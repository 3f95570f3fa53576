//! Subscription registry
//!
//! Maps topic names to the subscribers currently receiving that topic. The
//! whole map sits behind one lock; every operation holds it only for the
//! duration of a map update and never across a network send.
//!
//! Invariants kept by every mutation:
//! - no topic entry is ever left with an empty subscriber set
//! - topic keys are never blank
//! - subscribing twice is the same as subscribing once

use std::collections::{HashMap, HashSet};

use parking_lot::Mutex;

use crate::broker::action::is_blank;
use crate::broker::subscriber::Subscriber;
use crate::broker::topic::Topic;
use crate::utils::PubSubError;

#[derive(Debug, Default)]
pub struct SubscriptionRegistry {
    topics: Mutex<HashMap<String, Topic>>,
}

impl SubscriptionRegistry {
    pub fn new() -> Self {
        Self::default()
    }

    /// Subscribe `subscriber` to `topic`, creating the topic entry on first use.
    pub fn add(&self, topic: &str, subscriber: &Subscriber) -> Result<(), PubSubError> {
        require_topic(topic)?;
        require_subscriber(subscriber)?;

        self.topics
            .lock()
            .entry(topic.to_string())
            .or_insert_with(Topic::new)
            .subscribe(subscriber.clone());
        Ok(())
    }

    /// Unsubscribe `subscriber` from `topic`.
    ///
    /// Unknown topics are left alone. A topic whose last subscriber leaves is
    /// dropped from the map.
    pub fn remove(&self, topic: &str, subscriber: &Subscriber) -> Result<(), PubSubError> {
        require_topic(topic)?;
        require_subscriber(subscriber)?;

        let mut topics = self.topics.lock();
        if let Some(entry) = topics.get_mut(topic) {
            entry.unsubscribe(&subscriber.id());
            if entry.is_empty() {
                topics.remove(topic);
            }
        }
        Ok(())
    }

    /// Unsubscribe `subscriber` from every topic it belongs to.
    ///
    /// Topic names are snapshotted first and each is removed under its own
    /// lock acquisition, so topics created by other callers mid-scan may be
    /// skipped.
    pub fn remove_all(&self, subscriber: &Subscriber) -> Result<(), PubSubError> {
        require_subscriber(subscriber)?;

        let names: Vec<String> = self.topics.lock().keys().cloned().collect();
        for name in names {
            self.remove(&name, subscriber)?;
        }
        Ok(())
    }

    /// Snapshot of the subscribers of `topic`. Empty for blank or unknown topics.
    pub fn get_subscribers(&self, topic: &str) -> HashSet<Subscriber> {
        if is_blank(Some(topic)) {
            return HashSet::new();
        }
        self.topics
            .lock()
            .get(topic)
            .map(|t| t.subscribers.values().cloned().collect())
            .unwrap_or_default()
    }

    /// Names of all topics that currently have at least one subscriber.
    pub fn topics(&self) -> Vec<String> {
        let mut names: Vec<String> = self.topics.lock().keys().cloned().collect();
        names.sort();
        names
    }

    pub fn contains_topic(&self, topic: &str) -> bool {
        self.topics.lock().contains_key(topic)
    }

    pub fn is_empty(&self) -> bool {
        self.topics.lock().is_empty()
    }
}

fn require_topic(topic: &str) -> Result<(), PubSubError> {
    if is_blank(Some(topic)) {
        return Err(PubSubError::InvalidTopic);
    }
    Ok(())
}

fn require_subscriber(subscriber: &Subscriber) -> Result<(), PubSubError> {
    if subscriber.is_nil() {
        return Err(PubSubError::InvalidSubscriber);
    }
    Ok(())
}
//! The `client` module holds the client side of the system.
//!
//! `ConnectionClient` maintains a reconnecting link to the broker and is used
//! by both the producer (publishing account events) and the consumer
//! (subscribing and displaying them through `EventDisplay`).

pub mod connection;
pub mod display;
pub mod event;

pub use connection::{ClientOptions, ConnectionClient, ConnectionState, MessageSink};
pub use display::EventDisplay;
pub use event::AccountEvent;

#[cfg(test)]
mod tests;
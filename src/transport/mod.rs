//! The `transport` module is responsible for network communication with
//! clients over WebSockets.
//!
//! It decodes the JSON wire format into broker actions and implements the
//! WebSocket server: managing connections, answering malformed frames, and
//! forwarding client requests to the broker.

pub mod message;
pub mod websocket;

pub use message::{INVALID_FORMAT_REPLY, decode_action, encode_action};
pub use websocket::{serve, start_websocket_server};
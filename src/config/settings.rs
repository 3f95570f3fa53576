use serde::Deserialize;

/// Top-level configuration settings for the application.
///
/// Includes settings for the broker server, the clients and logging.
#[derive(Debug, Deserialize, Clone)]
pub struct Settings {
    pub server: ServerSettings,
    pub client: ClientSettings,
    pub log: LogSettings,
}

/// Configuration settings for the server.
///
/// Defines the host and port the server will bind to and the path clients
/// are expected to connect on.
#[derive(Debug, Deserialize, Clone)]
pub struct ServerSettings {
    pub host: String,
    pub port: u16,
    pub path: String,
}

impl ServerSettings {
    pub fn addr(&self) -> String {
        format!("{}:{}", self.host, self.port)
    }
}

/// Configuration settings shared by the producing and consuming clients.
#[derive(Debug, Deserialize, Clone)]
pub struct ClientSettings {
    pub url: String,
    pub topic: String,
    pub reconnect_delay_ms: u64,
    pub connect_timeout_ms: u64,
}

#[derive(Debug, Deserialize, Clone)]
pub struct LogSettings {
    pub level: String,
}

/// Partial configuration settings loaded from files or environment.
///
/// Allows partial specification of settings. Missing values are filled from
/// the defaults.
#[derive(Debug, Deserialize)]
pub struct PartialSettings {
    pub server: Option<PartialServerSettings>,
    pub client: Option<PartialClientSettings>,
    pub log: Option<PartialLogSettings>,
}

#[derive(Debug, Deserialize)]
pub struct PartialServerSettings {
    pub host: Option<String>,
    pub port: Option<u16>,
    pub path: Option<String>,
}

#[derive(Debug, Deserialize)]
pub struct PartialClientSettings {
    pub url: Option<String>,
    pub topic: Option<String>,
    pub reconnect_delay_ms: Option<u64>,
    pub connect_timeout_ms: Option<u64>,
}

#[derive(Debug, Deserialize)]
pub struct PartialLogSettings {
    pub level: Option<String>,
}

impl Default for Settings {
    fn default() -> Self {
        Self {
            server: ServerSettings {
                host: "127.0.0.1".to_string(),
                port: 7070,
                path: "/events".to_string(),
            },
            client: ClientSettings {
                url: "ws://127.0.0.1:7070/events".to_string(),
                topic: "accounts".to_string(),
                reconnect_delay_ms: 1000,
                connect_timeout_ms: 1000,
            },
            log: LogSettings {
                level: "info".to_string(),
            },
        }
    }
}
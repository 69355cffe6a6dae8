//! Order book crossing for cross-venue arbitrage.
//!
//! Given the asks of the venue we buy on and the bids of the venue we sell
//! on, this module computes how much can be bought and immediately resold
//! before the spread falls under the minimum profit ratio or the budget runs
//! out.
//!
//! ```text
//! asks (buy venue)        bids (sell venue)
//!   100 x 5   <- cursor     115 x 3   fill 3 @ 100, ask keeps 2
//!   101 x 5                 110 x 10  fill 2 @ 100, then 5 @ 101
//! ```
//!
//! The ask cursor is shared by all bids: a partly consumed ask keeps its
//! reduced quantity for the next bid. A bid's leftover quantity only lives
//! while that bid is processed. Remaining quantities are tracked in local
//! variables; the caller's books are never written to.

use rust_decimal::Decimal;
use rust_decimal_macros::dec;
use serde::{Deserialize, Serialize};
use tracing::trace;
use venue_arb_core::{Offer, OrderBook, ScannerSettings};

use crate::types::TradePlan;

// =============================================================================
// Matcher Configuration
// =============================================================================

/// Constraints applied while crossing two books.
#[derive(Debug, Clone, Copy, PartialEq, Eq, Serialize, Deserialize)]
pub struct MatcherConfig {
    /// A fill only happens while `bid > ask * min_profit_ratio`.
    pub min_profit_ratio: Decimal,

    /// Maximum quote currency spent on the buy side.
    pub max_budget: Decimal,
}

impl Default for MatcherConfig {
    fn default() -> Self {
        Self {
            min_profit_ratio: dec!(1.1), // 10% gross spread
            max_budget: dec!(1000),
        }
    }
}

impl MatcherConfig {
    /// Creates a configuration from explicit values.
    #[must_use]
    pub fn new(min_profit_ratio: Decimal, max_budget: Decimal) -> Self {
        Self {
            min_profit_ratio,
            max_budget,
        }
    }

    /// Creates a configuration from the loaded scanner settings.
    #[must_use]
    pub fn from_settings(settings: &ScannerSettings) -> Self {
        Self::new(settings.min_profit_ratio, settings.max_budget)
    }

    /// Sets the minimum profit ratio.
    #[must_use]
    pub fn with_min_profit_ratio(mut self, ratio: Decimal) -> Self {
        self.min_profit_ratio = ratio;
        self
    }

    /// Sets the budget.
    #[must_use]
    pub fn with_max_budget(mut self, budget: Decimal) -> Self {
        self.max_budget = budget;
        self
    }

    /// Returns true if a bid at `bid_price` still clears the ask at `ask_price`.
    #[must_use]
    pub fn clears(&self, bid_price: Decimal, ask_price: Decimal) -> bool {
        bid_price > ask_price * self.min_profit_ratio
    }
}

// =============================================================================
// Order Book Matcher
// =============================================================================

/// Crosses one venue's asks with another venue's bids.
#[derive(Debug, Clone, Default)]
pub struct OrderBookMatcher {
    config: MatcherConfig,
}

impl OrderBookMatcher {
    /// Creates a matcher with default configuration.
    #[must_use]
    pub fn new() -> Self {
        Self::default()
    }

    /// Creates a matcher with custom configuration.
    #[must_use]
    pub fn with_config(config: MatcherConfig) -> Self {
        Self { config }
    }

    /// Returns the configuration.
    #[must_use]
    pub fn config(&self) -> &MatcherConfig {
        &self.config
    }

    /// Crosses `buy_book.asks` with `sell_book.bids`.
    #[must_use]
    pub fn match_books(&self, buy_book: &OrderBook, sell_book: &OrderBook) -> TradePlan {
        match_offers(
            &buy_book.asks,
            &sell_book.bids,
            self.config.min_profit_ratio,
            self.config.max_budget,
        )
    }
}

/// Greedy two-cursor crossing of `asks` (ascending) against `bids` (descending).
///
/// Stops at the first bid/ask combination that no longer clears
/// `min_profit_ratio`, when the budget is spent, or when either side runs
/// out. Unsorted input is a caller bug: it is caught by `debug_assert!` and
/// otherwise yields a smaller plan than the books allow.
#[must_use]
pub fn match_offers(
    asks: &[Offer],
    bids: &[Offer],
    min_profit_ratio: Decimal,
    max_budget: Decimal,
) -> TradePlan {
    debug_assert!(
        asks.windows(2).all(|w| w[0].price <= w[1].price),
        "asks must be sorted ascending by price"
    );
    debug_assert!(
        bids.windows(2).all(|w| w[0].price >= w[1].price),
        "bids must be sorted descending by price"
    );

    let mut plan = TradePlan::EMPTY;
    if max_budget <= Decimal::ZERO {
        return plan;
    }

    let mut ask_index = 0;
    let mut ask_remaining = asks.first().map_or(Decimal::ZERO, |a| a.quantity);

    'bids: for bid in bids {
        let mut bid_remaining = bid.quantity;

        while let Some(ask) = asks.get(ask_index) {
            if bid.price <= ask.price * min_profit_ratio {
                trace!(bid = %bid.price, ask = %ask.price, "spread exhausted");
                break 'bids;
            }

            let remaining_budget = max_budget - plan.usd_for_buying;
            if remaining_budget <= Decimal::ZERO {
                break 'bids;
            }

            if bid_remaining < ask_remaining {
                // Bid is the smaller side: take all of it from this ask.
                if ask.price * bid_remaining > remaining_budget {
                    let quantity = affordable_quantity(remaining_budget, ask.price);
                    plan.add_fill(quantity, ask.price, bid.price);
                    break 'bids;
                }

                plan.add_fill(bid_remaining, ask.price, bid.price);
                ask_remaining -= bid_remaining;
                continue 'bids;
            }

            // Ask is the smaller side: take all of it, then move to the next ask.
            if ask.price * ask_remaining > remaining_budget {
                let quantity = affordable_quantity(remaining_budget, ask.price);
                plan.add_fill(quantity, ask.price, bid.price);
                break 'bids;
            }

            plan.add_fill(ask_remaining, ask.price, bid.price);
            bid_remaining -= ask_remaining;
            ask_index += 1;
            ask_remaining = asks.get(ask_index).map_or(Decimal::ZERO, |a| a.quantity);

            if bid_remaining.is_zero() {
                continue 'bids;
            }
        }

        // Asks exhausted.
        break;
    }

    plan
}

/// Largest quantity whose cost at `price` does not exceed `budget`.
///
/// Decimal division rounds at 28 significant digits, so the quotient is
/// nudged down by one unit in the last place if it would overspend.
fn affordable_quantity(budget: Decimal, price: Decimal) -> Decimal {
    let quantity = budget / price;
    if quantity * price > budget {
        quantity - Decimal::new(1, quantity.scale())
    } else {
        quantity
    }
}
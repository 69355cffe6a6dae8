//! Static reference catalog: which pairs are tracked and how each venue
//! spells them.
//!
//! The catalog is built once from configuration and treated as read-only
//! afterwards. Venue adapters use it to turn their own symbols back into
//! [`AssetPair`]s and to build the [`VenueTicker`] links that travel inside
//! quote snapshots.

use crate::config::{AppConfig, VenueConfig};
use crate::types::{AssetPair, CoinId, VenueTicker};
use std::collections::{BTreeMap, HashMap};

/// Symbol mapping for one venue.
#[derive(Debug, Clone, Default)]
pub struct VenueCatalog {
    venue: String,
    by_symbol: HashMap<String, AssetPair>,
    by_pair: BTreeMap<AssetPair, String>,
}

impl VenueCatalog {
    /// Builds the mapping for `pairs` using the venue's ticker format and aliases.
    #[must_use]
    pub fn new(venue: &VenueConfig, pairs: &[AssetPair]) -> Self {
        let spell = |coin: &CoinId| {
            venue
                .aliases
                .get(coin)
                .cloned()
                .unwrap_or_else(|| coin.as_str().to_string())
        };

        let mut catalog = Self {
            venue: venue.name.clone(),
            ..Default::default()
        };

        for pair in pairs {
            let symbol = venue
                .ticker_format
                .replace("{base}", &spell(&pair.base))
                .replace("{quote}", &spell(&pair.quote));
            catalog
                .by_symbol
                .insert(normalise_symbol(&symbol), pair.clone());
            catalog.by_pair.insert(pair.clone(), symbol);
        }

        catalog
    }

    #[must_use]
    pub fn venue(&self) -> &str {
        &self.venue
    }

    /// Looks up the pair a venue symbol refers to. Case-insensitive.
    #[must_use]
    pub fn pair_for_symbol(&self, symbol: &str) -> Option<&AssetPair> {
        self.by_symbol.get(&normalise_symbol(symbol))
    }

    #[must_use]
    pub fn symbol_for_pair(&self, pair: &AssetPair) -> Option<&str> {
        self.by_pair.get(pair).map(String::as_str)
    }

    #[must_use]
    pub fn ticker_for_pair(&self, pair: &AssetPair) -> Option<VenueTicker> {
        self.symbol_for_pair(pair)
            .map(|symbol| VenueTicker::new(symbol, pair.clone()))
    }

    /// Resolves a venue symbol into a ticker, if the symbol is tracked.
    #[must_use]
    pub fn ticker_for_symbol(&self, symbol: &str) -> Option<VenueTicker> {
        self.pair_for_symbol(symbol)
            .and_then(|pair| self.ticker_for_pair(pair))
    }

    #[must_use]
    pub fn len(&self) -> usize {
        self.by_pair.len()
    }

    #[must_use]
    pub fn is_empty(&self) -> bool {
        self.by_pair.is_empty()
    }

    /// Tracked pairs with their venue symbols, in pair order.
    pub fn iter(&self) -> impl Iterator<Item = (&AssetPair, &str)> {
        self.by_pair.iter().map(|(pair, symbol)| (pair, symbol.as_str()))
    }
}

/// Catalog for every configured venue.
#[derive(Debug, Clone, Default)]
pub struct AssetCatalog {
    pairs: Vec<AssetPair>,
    venues: BTreeMap<String, VenueCatalog>,
}

impl AssetCatalog {
    #[must_use]
    pub fn from_config(config: &AppConfig) -> Self {
        let mut pairs = config.pairs.clone();
        pairs.sort();
        pairs.dedup();

        let venues = config
            .enabled_venues()
            .map(|venue| (venue.name.clone(), VenueCatalog::new(venue, &pairs)))
            .collect();

        Self { pairs, venues }
    }

    /// Tracked pairs, sorted and de-duplicated.
    #[must_use]
    pub fn pairs(&self) -> &[AssetPair] {
        &self.pairs
    }

    #[must_use]
    pub fn venue(&self, name: &str) -> Option<&VenueCatalog> {
        self.venues.get(name)
    }

    pub fn venues(&self) -> impl Iterator<Item = &VenueCatalog> {
        self.venues.values()
    }
}

fn normalise_symbol(symbol: &str) -> String {
    symbol.trim().to_uppercase()
}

+ + + + + + +

■ Your task
Look through the entries for lines containing the word "every" and return each one.

■ Solution for this exercise
//! whole map sits behind one lock; every operation holds it only for the
//! Invariants kept by every mutation:
    /// Unsubscribe `subscriber` from every topic it belongs to.
/// Catalog for every configured venue.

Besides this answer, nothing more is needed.